Por Paul Copan[2]
"A regeneração precede a fé." Esta afirmação é
aquela que muitos, na tradição reformada, tomam como evidente. Temos que
"nascer de novo" a fim de "entrarmos no reino de Deus "
(João 3:3). Afinal, se estamos "mortos em nossos delitos e pecados",
precisamos ser "vivificados", a fim de nos arrependermos, sermos
"vivificados" e sermos "salvos" (Efésios 2:1-5; compare Col.
2:13). Todos sabemos que as pessoas espiritualmente mortas não podem se
arrepender e serem salvas. A Regeneração precede a fé!
Em segundo lugar, como eu indiquei, este dogma de que a "regeneração precede a
fé", não é evidente nas Escrituras. Na verdade, a fé precede a regeneração. Eu vou dizer mais sobre isso em
breve. Mas, primeiro, alguns rápidos esclarecimentos. (a) _A fé não precede o convite, geral e genuíno, de Deus às pessoas, a
participarem de seu reino:_ Ide, pois, às principais rodovias, e tantos
quantos vocês, lá, encontrarem, os convidem para a festa do casamento" (Mateus.
22: 9). (b) Nem a fé precede a iniciativa
graciosa de Deus, em permitir às pessoas responderem à ordem universal de Deus,
para que todas as pessoas, sem exceção, se arrependam: "Deus agora
declara aos homens, que todas as pessoas, em toda parte, se arrependam" (Atos
17:30). Claro, algumas pessoas podem resistir,
extinguir e entristecer o Espírito Santo. Elas podem repudiar a iniciativa
graciosa de Deus, que torna possível o cumprimento da ordem de Deus, para se
arrepender: "Era necessário, em primeiro lugar, que a palavra de Deus fosse
pregada a vocês; uma vez que, vocês a repudiaram e julgaram a si mesmos, indignos
da vida eterna, eis que voltamos para os gentios "(Atos13:46).
Antes de explorar algumas Escrituras, é digno mencionar
aqui a ordo salutis - "ordem da
salvação." Teólogos reformados estão, particularmente, interessados na
referência à sequência lógica ou ordenação da salvação de Deus. Aqui está um
desses exemplos, de R. C. Sproul:[3]
• Queda;
• Eleição;
• Chamada Externa;
• União com Cristo;
• Chamada Interna;
• Regeneração;
• Fé;
• Arrependimento;
• Justificação;
• Adoção;
• Santificação;
• Segurança da Salvação;
• Glorificação.
Enquanto eu não tenho nenhum problema com sistematização, por si só, eu tenho minhas dúvidas a
respeito de uma ordenação tão específica. O estudioso do Novo Testamento R. T.

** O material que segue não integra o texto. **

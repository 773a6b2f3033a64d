//! Error taxonomy for the Teller gateway
//!
//! Every fallible path in the crate funnels into [`TellerError`] so the HTTP
//! layer can map failures onto status codes in exactly one place. Upstream
//! error text never reaches API clients: [`TellerError::user_message`] returns
//! the sanitized copy we are willing to show, and the raw detail stays in the
//! server-side logs.

use hyper::StatusCode;

pub type Result<T> = std::result::Result<T, TellerError>;

#[derive(Debug, thiserror::Error)]
pub enum TellerError {
    /// Malformed or out-of-range caller input.
    #[error("validation error: {0}")]
    Validation(String),

    /// Missing or unusable caller identity.
    #[error("authentication error: {0}")]
    Auth(String),

    /// The referenced connection, account, or snapshot does not exist.
    #[error("not found: {0}")]
    NotFound(String),

    /// The institution rejected the stored credentials. Retrying cannot help;
    /// the user has to re-enter them.
    #[error("terminal credential failure: {0}")]
    TerminalCredential(String),

    /// Every scrape attempt failed with a retryable error.
    #[error("provider retries exhausted after {attempts} attempts")]
    RetryExhausted {
        attempts: u32,
        #[source]
        last: Box<TellerError>,
    },

    /// The provider answered but is momentarily unable to serve us.
    #[error("provider unavailable: {0}")]
    UpstreamUnavailable(String),

    /// The provider answered with something we do not recognize.
    #[error("unrecognized provider response: {0}")]
    UnknownUpstream(String),

    /// Credential sealing or unsealing failed.
    #[error("credential encryption error: {0}")]
    Encryption(String),

    /// The provider call succeeded but persisting its results did not.
    #[error("persistence error after successful provider call: {0}")]
    Persistence(String),

    #[error("database error: {0}")]
    Database(String),

    #[error("configuration error: {0}")]
    Config(String),

    #[error("internal error: {0}")]
    Internal(String),
}

impl TellerError {
    /// HTTP status code this error maps to at the API boundary.
    pub fn status_code(&self) -> StatusCode {
        match self {
            TellerError::Validation(_) => StatusCode::BAD_REQUEST,
            TellerError::Auth(_) => StatusCode::UNAUTHORIZED,
            TellerError::NotFound(_) => StatusCode::NOT_FOUND,
            TellerError::TerminalCredential(_) => StatusCode::UNPROCESSABLE_ENTITY,
            TellerError::RetryExhausted { .. } => StatusCode::SERVICE_UNAVAILABLE,
            TellerError::UpstreamUnavailable(_) => StatusCode::SERVICE_UNAVAILABLE,
            TellerError::UnknownUpstream(_) => StatusCode::BAD_GATEWAY,
            TellerError::Encryption(_) => StatusCode::INTERNAL_SERVER_ERROR,
            TellerError::Persistence(_) => StatusCode::INTERNAL_SERVER_ERROR,
            TellerError::Database(_) => StatusCode::SERVICE_UNAVAILABLE,
            TellerError::Config(_) => StatusCode::INTERNAL_SERVER_ERROR,
            TellerError::Internal(_) => StatusCode::INTERNAL_SERVER_ERROR,
        }
    }

    /// Stable machine-readable code for API clients to branch on.
    pub fn code(&self) -> &'static str {
        match self {
            TellerError::Validation(_) => "validation",
            TellerError::Auth(_) => "auth",
            TellerError::NotFound(_) => "not_found",
            TellerError::TerminalCredential(_) => "credentials_rejected",
            TellerError::RetryExhausted { .. } => "retries_exhausted",
            TellerError::UpstreamUnavailable(_) => "provider_unavailable",
            TellerError::UnknownUpstream(_) => "provider_unrecognized",
            TellerError::Encryption(_) => "credential_store",
            TellerError::Persistence(_) => "persistence",
            TellerError::Database(_) => "database",
            TellerError::Config(_) => "config",
            TellerError::Internal(_) => "internal",
        }
    }

    /// Copy safe to hand to API clients. Validation and lookup failures echo
    /// their message; everything touching upstreams or secrets gets a fixed
    /// phrase so institution error text and credential details never leak.
    pub fn user_message(&self) -> String {
        match self {
            TellerError::Validation(msg) => msg.clone(),
            TellerError::Auth(_) => "authentication required".to_string(),
            TellerError::NotFound(msg) => msg.clone(),
            TellerError::TerminalCredential(_) => {
                "The institution rejected the stored credentials. Please reconnect and enter them again.".to_string()
            }
            TellerError::RetryExhausted { .. } | TellerError::UpstreamUnavailable(_) => {
                "The provider is temporarily unavailable. Please try again later.".to_string()
            }
            TellerError::UnknownUpstream(_) => {
                "The provider returned an unexpected response. Please try again later.".to_string()
            }
            TellerError::Encryption(_) => {
                "Stored credentials could not be read. Please reconnect this institution.".to_string()
            }
            TellerError::Persistence(_) => {
                "The provider call succeeded but saving its data failed. A later sync will recover.".to_string()
            }
            TellerError::Database(_)
            | TellerError::Config(_)
            | TellerError::Internal(_) => "internal error".to_string(),
        }
    }
}

impl From<std::io::Error> for TellerError {
    fn from(err: std::io::Error) -> Self {
        TellerError::Internal(format!("io error: {}", err))
    }
}

impl From<serde_json::Error> for TellerError {
    fn from(err: serde_json::Error) -> Self {
        TellerError::Validation(format!("invalid JSON: {}", err))
    }
}

impl From<hyper::Error> for TellerError {
    fn from(err: hyper::Error) -> Self {
        TellerError::Internal(format!("http error: {}", err))
    }
}

impl From<mongodb::error::Error> for TellerError {
    fn from(err: mongodb::error::Error) -> Self {
        TellerError::Database(err.to_string())
    }
}

impl From<bson::ser::Error> for TellerError {
    fn from(err: bson::ser::Error) -> Self {
        TellerError::Database(format!("bson encode error: {}", err))
    }
}

impl From<bson::de::Error> for TellerError {
    fn from(err: bson::de::Error) -> Self {
        TellerError::Database(format!("bson decode error: {}", err))
    }
}

#[cfg(test)]
mod tests {
    use super::*;

    #[test]
    fn status_codes_follow_error_class() {
        assert_eq!(
            TellerError::Validation("bad".into()).status_code(),
            StatusCode::BAD_REQUEST
        );
        assert_eq!(
            TellerError::TerminalCredential("invalid password".into()).status_code(),
            StatusCode::UNPROCESSABLE_ENTITY
        );
        assert_eq!(
            TellerError::UnknownUpstream("weird payload".into()).status_code(),
            StatusCode::BAD_GATEWAY
        );
        let exhausted = TellerError::RetryExhausted {
            attempts: 3,
            last: Box::new(TellerError::UpstreamUnavailable("RATE_LIMITED".into())),
        };
        assert_eq!(exhausted.status_code(), StatusCode::SERVICE_UNAVAILABLE);
    }

    #[test]
    fn user_messages_never_echo_upstream_text() {
        let err = TellerError::RetryExhausted {
            attempts: 3,
            last: Box::new(TellerError::UpstreamUnavailable(
                "institution says: balance only visible after fee payment".into(),
            )),
        };
        assert!(!err.user_message().contains("fee payment"));

        let terminal = TellerError::TerminalCredential("INVALID_PASSWORD from upstream".into());
        assert!(!terminal.user_message().contains("INVALID_PASSWORD"));
    }

    #[test]
    fn retry_exhausted_keeps_last_error_as_source() {
        let err = TellerError::RetryExhausted {
            attempts: 2,
            last: Box::new(TellerError::UpstreamUnavailable("TIMEOUT".into())),
        };
        let source = std::error::Error::source(&err).expect("source");
        assert!(source.to_string().contains("TIMEOUT"));
    }
}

France - um dos meus favoritos comentaristas - sugere que essas tentativas
precisas para uma ordo salutis são,
muitas vezes, artificiais e enganosas.[4] Concordo. Enquanto "queda",
obviamente, precede a "fé" ou "glorificação", devemos ter
cuidado ao ordenar, rigidamente, categorias de "regeneração",
"justificação", "adoção" e, até mesmo, "santificação".
Por exemplo, embora tenhamos sido "justificados pela fé" (Rom. 5: 1),
ainda esperamos uma justificação futura, também. (Gálatas 5:5: "a
esperança de justificação/justiça"). E eu pergunto: Será que podemos, confiante
e dogmaticamente, insistir que a categoria relacional de "adoção" seja,
logicamente, posterior à categoria forense de "justificação"? Eu seria
um pouco mais hesitante, especialmente, uma vez que, tanto a adopção quanto a
justificação, têm uma dimensão futura também (Rom; 8:23; Gal. 5: 5). Devemos
perguntar qual delas é, logicamente, anterior neste estado futuro? Além disso,
embora Abraão tenha sido "justificado" ou "declarado justo"

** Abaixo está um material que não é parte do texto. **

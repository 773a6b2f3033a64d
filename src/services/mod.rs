//! Services layer for Teller
//!
//! Business logic that coordinates the provider adapters, the credential
//! vault, and the MongoDB collections.
//!
//! ## Services
//!
//! - **Connections**: link/sync/remove institution flows across both
//!   provider adapters, with in-flight serialization per institution
//! - **Summary**: TTL-cached aggregate computation, invalidation, and
//!   daily snapshot persistence

pub mod connections;
pub mod summary;

pub use connections::{
    ConnectOutcome, ConnectRequest, ConnectionService, ConnectionStore, ConnectionView,
    DisconnectOutcome, LinkTokenMode, LinkTokenOutcome, LinkTokenRequest, MongoConnectionStore,
    SyncOutcome,
};
pub use summary::{MongoSummaryStore, SummaryInputs, SummaryService, SummaryStore};
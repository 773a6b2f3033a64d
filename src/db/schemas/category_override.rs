//! Category override document schema
//!
//! User-assigned spending categories that replace a provider's
//! `category_hint` for one transaction. Produced elsewhere; this service
//! only deletes them alongside their connection so no derived
//! categorization outlives the data it described.

use bson::{doc, oid::ObjectId, Document};
use mongodb::options::IndexOptions;
use serde::{Deserialize, Serialize};

use crate::db::mongo::{IntoIndexes, MutMetadata};
use crate::db::schemas::Metadata;

/// Collection name for category overrides
pub const CATEGORY_OVERRIDE_COLLECTION: &str = "category_overrides";

/// Category override document stored in MongoDB
#[derive(Serialize, Deserialize, Clone, Debug, Default)]
pub struct CategoryOverrideDoc {
    /// MongoDB document ID
    #[serde(skip_serializing_if = "Option::is_none")]
    pub _id: Option<ObjectId>,

    /// Common metadata
    #[serde(default)]
    pub metadata: Metadata,

    /// Owning user
    pub user_id: String,

    /// Connection that produced the categorized transaction
    pub connection_id: String,

    /// Canonical transaction id the override applies to
    pub transaction_id: String,

    /// User-assigned category
    pub category: String,
}

impl IntoIndexes for CategoryOverrideDoc {
    fn into_indices() -> Vec<(Document, Option<IndexOptions>)> {
        vec![
            // One override per transaction per connection
            (
                doc! { "connection_id": 1, "transaction_id": 1 },
                Some(
                    IndexOptions::builder()
                        .unique(true)
                        .name("connection_transaction_unique".to_string())
                        .build(),
                ),
            ),
        ]
    }
}

impl MutMetadata for CategoryOverrideDoc {
    fn mut_metadata(&mut self) -> &mut Metadata {
        &mut self.metadata
    }
}
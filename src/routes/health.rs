//! Health check endpoints
//!
//! Provides Kubernetes-style health probes:
//! - /health, /healthz - Liveness probe (is the service running?)
//! - /ready, /readyz - Readiness probe (is the service ready for traffic?)
//!
//! Liveness returns 200 whenever the process is up. Readiness additionally
//! round-trips a MongoDB ping: every API route needs the database, so an
//! instance that cannot reach Mongo should be pulled from rotation rather
//! than fail each request individually.

use bytes::Bytes;
use http_body_util::Full;
use hyper::{Response, StatusCode};
use serde::Serialize;
use std::sync::Arc;

use crate::server::AppState;

/// Health response for load balancers and deployment dashboards
#[derive(Serialize)]
pub struct HealthResponse {
    /// Overall health status (true if service is running)
    pub healthy: bool,
    /// 'online' when MongoDB answers, 'degraded' when it does not
    pub status: &'static str,
    /// Service version
    pub version: &'static str,
    /// Uptime in seconds, measured from process start
    pub uptime: u64,
    /// Current timestamp
    pub timestamp: String,
    /// MongoDB connectivity
    pub mongo: MongoHealth,
    /// Which provider backends this deployment can talk to
    pub providers: ProviderHealth,
}

/// MongoDB connectivity details
#[derive(Serialize)]
pub struct MongoHealth {
    /// Whether the readiness ping round-tripped
    pub connected: bool,
}

/// Configured provider backends
#[derive(Serialize)]
pub struct ProviderHealth {
    /// Aggregator partner credentials are present
    pub aggregator: bool,
    /// Scraper microservice base URL
    pub scraper_url: String,
}

/// Build health response with current state
async fn build_health_response(state: &AppState) -> HealthResponse {
    let mongo_connected = state.mongo.ping().await.is_ok();

    HealthResponse {
        healthy: true, // Service is running
        status: if mongo_connected { "online" } else { "degraded" },
        version: env!("CARGO_PKG_VERSION"),
        uptime: state.started_at.elapsed().as_secs(),
        timestamp: chrono::Utc::now().to_rfc3339(),
        mongo: MongoHealth {
            connected: mongo_connected,
        },
        providers: ProviderHealth {
            aggregator: state.args.aggregator_configured(),
            scraper_url: state.args.scraper_url.clone(),
        },
    }
}

/// Handle liveness probe (/health, /healthz)
///
/// Returns 200 OK while the service is running. The body carries Mongo and
/// provider status for informational purposes; callers that need a gating
/// check should use /ready instead.
pub async fn health_check(state: Arc<AppState>) -> Response<Full<Bytes>> {
    let response = build_health_response(&state).await;

    let body = serde_json::to_string(&response)
        .unwrap_or_else(|_| r#"{"healthy":true,"error":"Serialization failed"}"#.to_string());

    // Liveness probe: always return 200 if service is running
    Response::builder()
        .status(StatusCode::OK)
        .header("Content-Type", "application/json")
        .header("Access-Control-Allow-Origin", "*")
        .body(Full::new(Bytes::from(body)))
        .unwrap()
}

/// Handle readiness probe (/ready, /readyz)
///
/// Returns 200 OK only when MongoDB is reachable. Use this endpoint for load
/// balancer health checks; provider outages deliberately do not flip
/// readiness, since cached summaries and stored connections remain servable.
pub async fn readiness_check(state: Arc<AppState>) -> Response<Full<Bytes>> {
    let response = build_health_response(&state).await;
    let is_ready = response.mongo.connected;

    let body = serde_json::to_string(&response)
        .unwrap_or_else(|_| r#"{"healthy":false,"error":"Serialization failed"}"#.to_string());

    let status = if is_ready {
        StatusCode::OK
    } else {
        StatusCode::SERVICE_UNAVAILABLE
    };

    Response::builder()
        .status(status)
        .header("Content-Type", "application/json")
        .header("Access-Control-Allow-Origin", "*")
        .body(Full::new(Bytes::from(body)))
        .unwrap()
}

/// Version information for deployment verification
#[derive(Serialize)]
pub struct VersionResponse {
    /// Cargo package version
    pub version: &'static str,
    /// Git commit hash (short)
    pub commit: &'static str,
    /// Git commit hash (full)
    pub commit_full: &'static str,
    /// Build timestamp
    pub build_time: &'static str,
    /// Service name
    pub service: &'static str,
}

/// Handle version endpoint (/version)
///
/// Returns build information so deployments can be verified against the
/// commit they were built from.
pub fn version_info() -> Response<Full<Bytes>> {
    let response = VersionResponse {
        version: env!("CARGO_PKG_VERSION"),
        commit: option_env!("GIT_COMMIT_SHORT").unwrap_or("unknown"),
        commit_full: option_env!("GIT_COMMIT_FULL").unwrap_or("unknown"),
        build_time: option_env!("BUILD_TIMESTAMP").unwrap_or("unknown"),
        service: "teller",
    };

    let body = serde_json::to_string(&response)
        .unwrap_or_else(|_| r#"{"version":"unknown","commit":"unknown"}"#.to_string());

    Response::builder()
        .status(StatusCode::OK)
        .header("Content-Type", "application/json")
        .header("Access-Control-Allow-Origin", "*")
        .body(Full::new(Bytes::from(body)))
        .unwrap()
}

por Deus, em Gênesis 15:6 ele não respondeu,
de forma obediente, pela fé, à primeira chamada de Deus, para deixar sua
terra natal e ir a um lugar que Deus lhe mostraria (Gênesis 12: 1,4; compare
Hebreus 11: 8)?
Além disso, embora muitos teólogos se refiram à
"santificação", como sendo um processo,
alguns estudiosos evangélicos têm questionado isso, ao chama-la de um estatuto conferido
aos crentes na conversão.[5] Eu não vou entrar em detalhes aqui, mas,
certamente, está claro, a partir da Escritura que, como povo de Deus, somos
chamados "santos" - santos, santificados (por exemplo, 1ª Coríntios
1:2). Na verdade, veja 1ª Coríntios 6:11, onde o evento passado de ter sido
"lavado" ocorre ao lado de termos sido tanto "justificados"
quanto "santificados".
Até mesmo o teólogo reformado Louis Berkhof observa que a
Palavra de Deus "não equipa, explicitamente,
o crente com uma completa ordem da salvação."[6] Outro teólogo reformado,
Millard Erickson, rejeita o próprio dogma
de que a "regeneração precede a fé". Ele opta, em vez disso, pela
prioridade do chamado eficaz de Deus
(um trabalho intensivo e eficaz, do Espírito), que é anterior à regeneração
(que completa o trabalho inicial do Espírito).[7] Parece-me que a Escritura não
é tão clara quanto à ordem específica dos detalhes salvíficos e, por isso,
devemos ser cautelosos a respeito - dogmatizando. Naturalmente, a compreensão
de uma ordem básica de salvação é importante para nós como "meros
cristãos": que estamos caídos; que necessitamos da iniciativa graciosa de
Deus; que devemos receber essa graça e nos arrependermos e que, com a ajuda de Deus,
perseveramos com foco na glorificação final.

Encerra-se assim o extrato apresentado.